Bespreking en beoordeling overige aangevoerde feiten en omstandigheden
Voorts voert veroordeelde aan dat zolang er nog geen onherroepelijke veroordeling is, er geen afname van DNA mag worden bevolen. De officier van justitie mag gelet op artikel 1 lid 1 onder c Wet DNA-onderzoek celmateriaal van een veroordeelde afnemen voor het DNA-profiel, ook als deze ‘al dan niet onherroepelijk is veroordeeld tot een straf’ en hoeft de uitkomst van het hoger beroep niet af te wachten.

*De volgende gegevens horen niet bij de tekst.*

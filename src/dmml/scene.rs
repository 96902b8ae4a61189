//! The DMML scene: an arena of typed nodes addressed by stable IDs
//!
//! The scene owns every node exclusively; all cross-references are by ID and
//! resolve through the arena. Mutation goes through `modify`, which stamps
//! the node and queues a `NodeModified` event. Events are queued, never
//! dispatched synchronously, so a mutation performed from inside an event
//! handler simply queues follow-up work for the same drain loop instead of
//! re-entering observers.

use std::collections::{HashMap, VecDeque};

use log::warn;
use serde::{Deserialize, Serialize};
use thiserror::Error;

use super::events::SceneEvent;
use super::node::{Node, NodeId, NodeKind};
use super::transform::{Transform, WorldCache, WorldTransform};
use super::view::{CameraNode, ClipNode, SliceNode, ViewNode};

/// Errors of the scene save/restore surface
#[derive(Debug, Error)]
pub enum SceneError {
    #[error("scene serialization failed: {0}")]
    Serialization(#[from] serde_json::Error),
    #[error("node ID {0} already exists in the scene")]
    DuplicateId(NodeId),
}

/// Serialized form of a scene
#[derive(Serialize, Deserialize)]
struct SceneFile {
    nodes: Vec<Node>,
    counters: HashMap<String, u64>,
}

/// The shared, mutable scene graph
#[derive(Debug, Default)]
pub struct Scene {
    nodes: HashMap<NodeId, Node>,
    /// Insertion order, for deterministic iteration
    order: Vec<NodeId>,
    /// Per-class-tag counters backing unique ID generation
    counters: HashMap<String, u64>,
    /// Nesting depth of batch processing; per-node events are suppressed
    /// while this is non-zero
    batch_depth: u32,
    pending: VecDeque<SceneEvent>,
    mtime_counter: u64,
    /// Bumped on any transform-node change; world-transform caches are
    /// stamped against it
    transform_epoch: u64,
    closing: bool,
}

impl Scene {
    pub fn new() -> Self {
        Self::default()
    }

    // ---- node access -------------------------------------------------

    /// Looks up a node; a missing ID is "not present", never an error
    pub fn get(&self, id: &NodeId) -> Option<&Node> {
        self.nodes.get(id)
    }

    /// True if the ID resolves
    pub fn contains(&self, id: &NodeId) -> bool {
        self.nodes.contains_key(id)
    }

    /// Number of nodes in the scene
    pub fn len(&self) -> usize {
        self.order.len()
    }

    pub fn is_empty(&self) -> bool {
        self.order.is_empty()
    }

    /// Nodes in insertion order
    pub fn nodes(&self) -> impl Iterator<Item = &Node> {
        self.order.iter().filter_map(|id| self.nodes.get(id))
    }

    /// Nodes of one kind, in insertion order
    pub fn nodes_of_kind(&self, kind: NodeKind) -> impl Iterator<Item = &Node> {
        self.nodes().filter(move |n| n.kind() == kind)
    }

    /// First camera node bound to the given layout name
    pub fn camera_by_layout(&self, layout_name: &str) -> Option<&CameraNode> {
        self.nodes()
            .filter_map(Node::as_camera)
            .find(|c| c.layout_name == layout_name)
    }

    /// First slice node with the given layout name
    pub fn slice_by_layout(&self, layout_name: &str) -> Option<&SliceNode> {
        self.nodes()
            .filter_map(Node::as_slice)
            .find(|s| s.layout_name == layout_name)
    }

    /// First 3D view node with the given layout name
    pub fn view_by_layout(&self, layout_name: &str) -> Option<&ViewNode> {
        self.nodes()
            .filter_map(Node::as_view)
            .find(|v| v.layout_name == layout_name)
    }

    /// The scene-wide clip configuration node, if present
    pub fn clip_node(&self) -> Option<&ClipNode> {
        self.nodes().filter_map(Node::as_clip).next()
    }

    // ---- mutation ----------------------------------------------------

    /// Adds a node, assigning a unique ID when the node carries none
    ///
    /// Queues `NodeAdded` unless batch processing suppresses it.
    pub fn add_node(&mut self, mut node: Node) -> NodeId {
        if node.id().is_unset() {
            let id = self.generate_unique_id(node.kind());
            node.base_mut().id = id;
        } else {
            self.reserve_counter_past(node.id());
        }
        let id = node.id().clone();
        let stamp = self.next_mtime();
        node.base_mut().mtime = stamp;
        if let Node::Model(m) = &mut node {
            if std::mem::take(&mut m.mesh_touched) {
                m.mesh_mtime = stamp;
            }
        }
        if matches!(node, Node::Transform(_)) {
            self.transform_epoch += 1;
        }
        if self.nodes.insert(id.clone(), node).is_none() {
            self.order.push(id.clone());
        } else {
            warn!("add_node replaced existing node {id}");
        }
        self.queue_node_event(SceneEvent::NodeAdded(id.clone()));
        id
    }

    /// Removes a node, returning it by value
    ///
    /// References held elsewhere by ID simply stop resolving.
    pub fn remove_node(&mut self, id: &NodeId) -> Option<Node> {
        let node = self.nodes.remove(id)?;
        self.order.retain(|n| n != id);
        if matches!(node, Node::Transform(_)) {
            self.transform_epoch += 1;
        }
        self.queue_node_event(SceneEvent::NodeRemoved {
            id: id.clone(),
            kind: node.kind(),
        });
        Some(node)
    }

    /// Mutates a node in place, stamping it and queuing `NodeModified`
    ///
    /// Returns false when the ID does not resolve.
    pub fn modify(&mut self, id: &NodeId, f: impl FnOnce(&mut Node)) -> bool {
        let stamp = self.next_mtime();
        let Some(node) = self.nodes.get_mut(id) else {
            return false;
        };
        f(node);
        node.base_mut().mtime = stamp;
        if let Node::Model(m) = node {
            if std::mem::take(&mut m.mesh_touched) {
                m.mesh_mtime = stamp;
            }
        }
        if matches!(node, Node::Transform(_)) {
            self.transform_epoch += 1;
        }
        self.queue_node_event(SceneEvent::NodeModified(id.clone()));
        true
    }

    /// Convenience: creates a model + display pair wired to each other
    pub fn add_model_with_display(
        &mut self,
        model: super::model::ModelNode,
        mut display: super::display::ModelDisplayNode,
    ) -> (NodeId, NodeId) {
        let model_id = self.add_node(Node::Model(model));
        display.displayable_id = Some(model_id.clone());
        let display_id = self.add_node(Node::ModelDisplay(display));
        self.modify(&model_id, |n| {
            if let Some(m) = n.as_model_mut() {
                m.add_display_id(display_id.clone());
            }
        });
        (model_id, display_id)
    }

    /// Empties the scene, emitting `SceneClosing`/`SceneClosed` instead of
    /// per-node removal events
    pub fn clear(&mut self) {
        self.pending.push_back(SceneEvent::SceneClosing);
        self.closing = true;
        self.nodes.clear();
        self.order.clear();
        self.pending.push_back(SceneEvent::SceneClosed);
    }

    /// True from `clear()` until the queued `SceneClosed` is drained
    pub fn is_closing(&self) -> bool {
        self.closing
    }

    // ---- batch processing ----------------------------------------------

    /// Enters batch processing; nests
    pub fn begin_batch(&mut self) {
        if self.batch_depth == 0 {
            self.pending.push_back(SceneEvent::BatchProcessingStarted);
        }
        self.batch_depth += 1;
    }

    /// Leaves batch processing; the outermost end queues a single
    /// `BatchProcessingEnded`
    pub fn end_batch(&mut self) {
        debug_assert!(self.batch_depth > 0, "end_batch without begin_batch");
        self.batch_depth = self.batch_depth.saturating_sub(1);
        if self.batch_depth == 0 {
            self.pending.push_back(SceneEvent::BatchProcessingEnded);
        }
    }

    /// True while bulk load/import suppresses per-node events
    pub fn is_batch_processing(&self) -> bool {
        self.batch_depth > 0
    }

    // ---- events ----------------------------------------------------------

    /// Queues a secondary event (used by managers, e.g. camera rebinds)
    pub fn push_event(&mut self, event: SceneEvent) {
        self.pending.push_back(event);
    }

    /// Pops the next pending event, oldest first
    pub fn pop_event(&mut self) -> Option<SceneEvent> {
        let event = self.pending.pop_front();
        if matches!(event, Some(SceneEvent::SceneClosed)) {
            self.closing = false;
        }
        event
    }

    /// Number of queued events
    pub fn pending_events(&self) -> usize {
        self.pending.len()
    }

    fn queue_node_event(&mut self, event: SceneEvent) {
        if self.batch_depth > 0 {
            return;
        }
        self.pending.push_back(event);
    }

    // ---- stamps and IDs ----------------------------------------------

    fn next_mtime(&mut self) -> u64 {
        self.mtime_counter += 1;
        self.mtime_counter
    }

    /// Current transform epoch; bumped on any transform-node change
    pub fn transform_epoch(&self) -> u64 {
        self.transform_epoch
    }

    fn generate_unique_id(&mut self, kind: NodeKind) -> NodeId {
        let tag = kind.class_tag();
        let counter = self.counters.entry(tag.to_string()).or_insert(0);
        *counter += 1;
        NodeId::new(format!("{tag}{counter}"))
    }

    /// Keeps the class counter ahead of an externally supplied ID so a
    /// later generated ID can never collide with it
    fn reserve_counter_past(&mut self, id: &NodeId) {
        let s = id.as_str();
        let split = s.find(|c: char| c.is_ascii_digit()).unwrap_or(s.len());
        let (tag, num) = s.split_at(split);
        if let Ok(n) = num.parse::<u64>() {
            let counter = self.counters.entry(tag.to_string()).or_insert(0);
            *counter = (*counter).max(n);
        }
    }

    // ---- transforms ---------------------------------------------------

    /// Composition of the node's parent-transform chain to world
    pub fn transform_to_world(&self, id: &NodeId) -> WorldTransform {
        let Some(node) = self.nodes.get(id) else {
            return WorldTransform::Identity;
        };
        match &node.base().parent_transform {
            Some(parent) => self.transform_node_to_world(parent, 0),
            None => WorldTransform::Identity,
        }
    }

    fn transform_node_to_world(&self, id: &NodeId, depth: u32) -> WorldTransform {
        // A cycle in the chain is a wiring bug; degrade to identity rather
        // than hang.
        if depth > 64 {
            warn!("transform chain through {id} exceeds depth limit, assuming cycle");
            return WorldTransform::Identity;
        }
        let Some(t) = self.nodes.get(id).and_then(Node::as_transform) else {
            // Unresolvable reference: treated as not present.
            return WorldTransform::Identity;
        };
        if let Some(cache) = t.world_cache.borrow().as_ref() {
            if cache.epoch == self.transform_epoch {
                return cache.world.clone();
            }
        }
        let world = match t.parent() {
            None => WorldTransform::compose(vec![t.transform.clone()]),
            Some(parent) => {
                match self.transform_node_to_world(parent, depth + 1) {
                    WorldTransform::Identity => WorldTransform::compose(vec![t.transform.clone()]),
                    WorldTransform::Linear(m) => {
                        if let Transform::Linear(inner) = &t.transform {
                            WorldTransform::Linear(m * *inner)
                        } else {
                            WorldTransform::General(vec![
                                t.transform.clone(),
                                Transform::Linear(m),
                            ])
                        }
                    }
                    WorldTransform::General(outer_stages) => {
                        let mut stages = Vec::with_capacity(outer_stages.len() + 1);
                        stages.push(t.transform.clone());
                        stages.extend(outer_stages);
                        WorldTransform::General(stages)
                    }
                }
            }
        };
        *t.world_cache.borrow_mut() = Some(WorldCache {
            epoch: self.transform_epoch,
            world: world.clone(),
        });
        world
    }

    // ---- folder hierarchy ------------------------------------------------

    /// Composed folder visibility and opacity along the parent-folder chain
    ///
    /// Visibility ANDs, opacity multiplies. Unresolvable folder references
    /// are skipped.
    pub fn folder_composition(&self, id: &NodeId) -> (bool, f32) {
        let mut visible = true;
        let mut opacity = 1.0;
        let mut current = self
            .nodes
            .get(id)
            .and_then(|n| n.base().parent_folder.clone());
        let mut depth = 0;
        while let Some(folder_id) = current {
            depth += 1;
            if depth > 64 {
                warn!("folder chain through {folder_id} exceeds depth limit, assuming cycle");
                break;
            }
            let Some(folder) = self.nodes.get(&folder_id).and_then(Node::as_folder) else {
                break;
            };
            visible &= folder.visibility;
            opacity *= folder.opacity;
            current = folder.base.parent_folder.clone();
        }
        (visible, opacity)
    }

    // ---- save / restore ----------------------------------------------

    /// Serializes the scene (nodes in order plus ID counters) to JSON
    pub fn to_json(&self) -> Result<String, SceneError> {
        let file = SceneFile {
            nodes: self.nodes().cloned().collect(),
            counters: self.counters.clone(),
        };
        Ok(serde_json::to_string(&file)?)
    }

    /// Imports a serialized scene into this one under batch processing
    ///
    /// Node IDs are preserved so layout-name and by-ID bindings reconnect.
    pub fn import_json(&mut self, json: &str) -> Result<(), SceneError> {
        let file: SceneFile = serde_json::from_str(json)?;
        for node in &file.nodes {
            if self.nodes.contains_key(node.id()) {
                return Err(SceneError::DuplicateId(node.id().clone()));
            }
        }
        self.begin_batch();
        for node in file.nodes {
            self.add_node(node);
        }
        for (tag, n) in file.counters {
            let counter = self.counters.entry(tag).or_insert(0);
            *counter = (*counter).max(n);
        }
        self.end_batch();
        Ok(())
    }

    /// Restores a scene from JSON into a fresh instance
    pub fn from_json(json: &str) -> Result<Scene, SceneError> {
        let mut scene = Scene::new();
        scene.import_json(json)?;
        Ok(scene)
    }
}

Indien later blijkt dat veroordeelde in hoger beroep is vrijgesproken, wordt het afgenomen celmateriaal alsnog vernietigd.
Conclusie
De raadkamer is van oordeel dat in dit geval sprake is van een uitzondering op de regel dat in de bij wet bepaalde gevallen van afgenomen celmateriaal een DNA-profiel wordt verwerkt gelet op de aard van het misdrijf en het ontbreken van recidivegevaar. Gelet op deze omstandigheden ziet de raadkamer termen aanwezig om het bezwaarschrift in dit specifieke geval gegrond te verklaren.

5.De beslissing

De raadkamer:
  • verklaart het bezwaarschrift
  • beveelt de officier van justitie ervoor zorg te dragen dat het celmateriaal van de veroordeelde terstond wordt vernietigd.
Deze beschikking is gegeven door mr. G.H. Meijer, rechter, in tegenwoordigheid van
M.I. Boerdijk, griffier, ondertekend door de rechter en de griffier en in het openbaar uitgesproken op 8 maart 2019.